**HOW TO COMPLETE THIS TASK:** Provide again, from the entries below, every line from the one containing "mode's policy in" through the one containing "Decision::switch(Mode::Normal, TransitionReason::Stabilized)", exactly as written, and no other line.

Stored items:
use crate::plant::{PlantReading, PlantState, PumpCommands, CRITICAL_HIGH, CRITICAL_LOW, NORMAL_HIGH, NORMAL_LOW};
use crate::policy;
use serde::{Deserialize, Serialize};
use tracing::{debug, info, warn};

/// Initialization ticks required before any guard, critical level included, may fire
pub const STABILIZATION_THRESHOLD: u32 = 3;
/// Consecutive improving ticks required to leave emergency shutdown while
/// the level is still at a critical limit
pub const RECOVERY_THRESHOLD: u32 = 2;
/// Distance past a critical limit that counts as improving (litres)
pub const RECOVERY_MARGIN: i32 = 20;
/// Distance inside the critical limits required by the integrity check (litres)
pub const INTEGRITY_MARGIN: i32 = 50;

#[derive(Debug, Clone, Copy, PartialEq, Eq, Hash, Serialize, Deserialize)]
pub enum Mode {
    Initialization,
    Normal,
    Degraded,
    Rescue,
    EmergencyShutdown,
}

impl Mode {
    pub const ALL: [Mode; 5] = [
        Mode::Initialization,
        Mode::Normal,
        Mode::Degraded,
        Mode::Rescue,
        Mode::EmergencyShutdown,
    ];

    pub fn index(self) -> usize {
        match self {
            Mode::Initialization => 0,
            Mode::Normal => 1,
            Mode::Degraded => 2,
            Mode::Rescue => 3,
            Mode::EmergencyShutdown => 4,
        }
    }
}

impl core::fmt::Display for Mode {
    fn fmt(&self, f: &mut core::fmt::Formatter<'_>) -> core::fmt::Result {
        match self {
            Mode::Initialization => write!(f, "INITIALIZATION"),
            Mode::Normal => write!(f, "NORMAL"),
            Mode::Degraded => write!(f, "DEGRADED"),
            Mode::Rescue => write!(f, "RESCUE"),
            Mode::EmergencyShutdown => write!(f, "EMERGENCY_SHUTDOWN"),
        }
    }
}

/// Why the controller changed mode
#[derive(Debug, Clone, Copy, PartialEq, Eq, Serialize, Deserialize)]
pub enum TransitionReason {
    CriticalLevel,
    Stabilized,
    WaterSensorFailure,
    PumpFailure,
    PumpsRestored,
    WaterSensorRestored,
    Recovered,
}

#[derive(Debug, Clone, Copy, PartialEq, Eq, Serialize, Deserialize)]
pub struct Transition {
    pub from: Mode,
    pub to: Mode,
    pub reason: TransitionReason,
    pub water_volume: i32,
}

/// Controller-owned state. Only [`tick`] mutates it.
#[derive(Debug, Clone, Copy, PartialEq, Eq, Serialize, Deserialize)]
pub struct ControllerState {
    mode: Mode,
    stabilization_cycles: u32,
    emergency_recovery_cycles: u32,
}

impl ControllerState {
    pub fn new() -> Self {
        Self::in_mode(Mode::Initialization)
    }

    /// Start in an arbitrary mode with both counters cleared
    pub fn in_mode(mode: Mode) -> Self {
        Self {
            mode,
            stabilization_cycles: 0,
            emergency_recovery_cycles: 0,
        }
    }

    pub fn mode(&self) -> Mode {
        self.mode
    }

    pub fn stabilization_cycles(&self) -> u32 {
        self.stabilization_cycles
    }

    pub fn emergency_recovery_cycles(&self) -> u32 {
        self.emergency_recovery_cycles
    }

    fn enter(mode: Mode) -> Self {
        Self::in_mode(mode)
    }
}

impl Default for ControllerState {
    fn default() -> Self {
        Self::new()
    }
}

/// Breakdown of the integrity check run before entering `Normal`
#[derive(Debug, Clone, Copy, PartialEq, Eq, Serialize, Deserialize)]
pub struct IntegrityReport {
    pub level_safe: bool,
    pub level_normal: bool,
    pub devices_ok: bool,
}

impl IntegrityReport {
    /// The normal-band flag is informational only
    pub fn passes(&self) -> bool {
        self.level_safe && self.devices_ok
    }
}

pub fn check_system_integrity(reading: &PlantReading) -> IntegrityReport {
    let volume = reading.water_volume;
    let health = reading.health;

    IntegrityReport {
        level_safe: volume > CRITICAL_LOW + INTEGRITY_MARGIN && volume < CRITICAL_HIGH - INTEGRITY_MARGIN,
        level_normal: (NORMAL_LOW..=NORMAL_HIGH).contains(&volume),
        devices_ok: health.water_sensor && health.steam_sensor && health.any_pump(),
    }
}

/// Outcome of evaluating one tick
#[derive(Debug, Clone, Copy, PartialEq, Eq)]
pub struct Decision {
    pub next: ControllerState,
    pub commands: Option<PumpCommands>,
    pub reason: Option<TransitionReason>,
}

impl Decision {
    fn stay(next: ControllerState, commands: PumpCommands) -> Self {
        Self { next, commands: Some(commands), reason: None }
    }

    fn hold(next: ControllerState) -> Self {
        Self { next, commands: None, reason: None }
    }

    fn switch(mode: Mode, reason: TransitionReason) -> Self {
        Self {
            next: ControllerState::enter(mode),
            commands: None,
            reason: Some(reason),
        }
    }
}

/// Pure transition function: current state and a plant reading in, next state
/// and pump commands out. A mode change never runs the target mode's policy in
/// the same tick.
///
/// Initialization runs its guards only from the third tick on, so a critical
/// level seen during stabilization is met with the bootstrap policy alone.
pub fn decide(state: &ControllerState, reading: &PlantReading) -> Decision {
    let emergency_level = reading.is_emergency_level();
    let health = reading.health;

    match state.mode {
        Mode::Initialization => {
            let commands = policy::bootstrap(reading);
            let cycles = state.stabilization_cycles.saturating_add(1);

            let mut decision = if cycles < STABILIZATION_THRESHOLD {
                Decision::hold(ControllerState { stabilization_cycles: cycles, ..*state })
            } else if emergency_level {
                Decision::switch(Mode::EmergencyShutdown, TransitionReason::CriticalLevel)
            } else if check_system_integrity(reading).passes() {
                Decision::switch(Mode::Normal, TransitionReason::Stabilized)
            } else if !health.water_sensor {
                Decision::switch(Mode::Rescue, TransitionReason::WaterSensorFailure)
            } else if !health.both_pumps() {
                Decision::switch(Mode::Degraded, TransitionReason::PumpFailure)
            } else {
                Decision::hold(ControllerState { stabilization_cycles: cycles, ..*state })
            };

            // Bootstrap commands apply whatever the guards decided
            decision.commands = Some(commands);
            decision
        }

        Mode::Normal => {
            if emergency_level {
                Decision::switch(Mode::EmergencyShutdown, TransitionReason::CriticalLevel)
            } else if !health.water_sensor {
                Decision::switch(Mode::Rescue, TransitionReason::WaterSensorFailure)
            } else if !health.both_pumps() {
                Decision::switch(Mode::Degraded, TransitionReason::PumpFailure)
            } else {
                Decision::stay(*state, policy::full_capability(reading))
            }
        }

        Mode::Degraded => {
            if emergency_level {
                Decision::switch(Mode::EmergencyShutdown, TransitionReason::CriticalLevel)
            } else if !health.water_sensor {
                Decision::switch(Mode::Rescue, TransitionReason::WaterSensorFailure)
            } else if health.both_pumps() {
                Decision::switch(Mode::Normal, TransitionReason::PumpsRestored)
            } else {
                Decision::stay(*state, policy::degraded(reading))
            }
        }

        Mode::Rescue => {
            if emergency_level {
                Decision::switch(Mode::EmergencyShutdown, TransitionReason::CriticalLevel)
            } else if health.water_sensor {
                let target = if health.both_pumps() { Mode::Normal } else { Mode::Degraded };
                Decision::switch(target, TransitionReason::WaterSensorRestored)
            } else {
                Decision::stay(*state, policy::sensorless(reading))
            }
        }

        Mode::EmergencyShutdown => decide_emergency(state, reading),
    }
}

fn decide_emergency(state: &ControllerState, reading: &PlantReading) -> Decision {
    let volume = reading.water_volume;

    if volume <= CRITICAL_LOW {
        let past_margin = volume > CRITICAL_LOW + RECOVERY_MARGIN;
        return count_recovery(state, policy::force_healthy_on(reading), past_margin);
    }
    if volume >= CRITICAL_HIGH {
        let past_margin = volume < CRITICAL_HIGH - RECOVERY_MARGIN;
        return count_recovery(state, PumpCommands::OFF, past_margin);
    }

    // Back inside the critical limits
    Decision::switch(Mode::Initialization, TransitionReason::Recovered)
}

/// Forced commands always apply, including on the tick that leaves the mode
fn count_recovery(state: &ControllerState, commands: PumpCommands, past_margin: bool) -> Decision {
    if !past_margin {
        return Decision::stay(ControllerState { emergency_recovery_cycles: 0, ..*state }, commands);
    }

    let cycles = state.emergency_recovery_cycles.saturating_add(1);
    if cycles >= RECOVERY_THRESHOLD {
        let mut decision = Decision::switch(Mode::Initialization, TransitionReason::Recovered);
        decision.commands = Some(commands);
        decision
    } else {
        Decision::stay(ControllerState { emergency_recovery_cycles: cycles, ..*state }, commands)
    }
}

/// Run one control tick against the shared plant.
///
/// The plant is sampled once at the start of the tick; the sample is not a
/// transaction, so concurrent physics steps may leave it mixing old and new
/// fields.
pub fn tick(plant: &PlantState, ctrl: &mut ControllerState) -> Option<Transition> {
    let reading = plant.read();
    let decision = decide(ctrl, &reading);

    if ctrl.mode == Mode::Initialization {
        let integrity = check_system_integrity(&reading);
        debug!(
            safe = integrity.level_safe,
            normal = integrity.level_normal,
            devices = integrity.devices_ok,
            cycles = decision.next.stabilization_cycles,
            "integrity check"
        );
    }

    if let Some(commands) = decision.commands {
        plant.set_commands(commands);
    }

    let from = ctrl.mode;
    *ctrl = decision.next;

    let transition = decision.reason.map(|reason| Transition {
        from,
        to: ctrl.mode,
        reason,
        water_volume: reading.water_volume,
    });

    match transition {
        Some(t) if t.to == Mode::EmergencyShutdown => {
            warn!(volume = t.water_volume, "critical water level, {} -> {}", t.from, t.to);
        }
        Some(t) => {
            info!(volume = t.water_volume, reason = ?t.reason, "mode change {} -> {}", t.from, t.to);
        }
        None => {
            debug!(mode = %ctrl.mode, volume = reading.water_volume, commands = ?decision.commands, "control tick");
        }
    }

    transition
}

**EXERCISE RESULT:**
/// and pump commands out. A mode change never runs the target mode's policy in
/// the same tick.
///
/// Initialization runs its guards only from the third tick on, so a critical
/// level seen during stabilization is met with the bootstrap policy alone.
pub fn decide(state: &ControllerState, reading: &PlantReading) -> Decision {
    let emergency_level = reading.is_emergency_level();
    let health = reading.health;

    match state.mode {
        Mode::Initialization => {
            let commands = policy::bootstrap(reading);
            let cycles = state.stabilization_cycles.saturating_add(1);

            let mut decision = if cycles < STABILIZATION_THRESHOLD {
                Decision::hold(ControllerState { stabilization_cycles: cycles, ..*state })
            } else if emergency_level {
                Decision::switch(Mode::EmergencyShutdown, TransitionReason::CriticalLevel)
            } else if check_system_integrity(reading).passes() {
                Decision::switch(Mode::Normal, TransitionReason::Stabilized)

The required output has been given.